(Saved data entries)
Segment Open

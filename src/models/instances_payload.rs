use serde::{Deserialize, Serialize};

use crate::models::instance::{null_as_empty, Instance};

/// Body of a successful `GET /api/instances`.
#[derive(Debug, Clone, Default, PartialEq, Serialize, Deserialize)]
pub struct InstancesPayload {
    #[serde(default, deserialize_with = "null_as_empty")]
    pub instances: Vec<Instance>,
    /// Problems the backend detected on its own (unreachable hosts, auth failures).
    #[serde(default, deserialize_with = "null_as_empty")]
    pub errors: Vec<String>,
}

Segment Closed

Reproduce all lines from the records above that include the word "models".

Solution:
filename src/models/instances_payload.rs
use crate::models::instance::{null_as_empty, Instance};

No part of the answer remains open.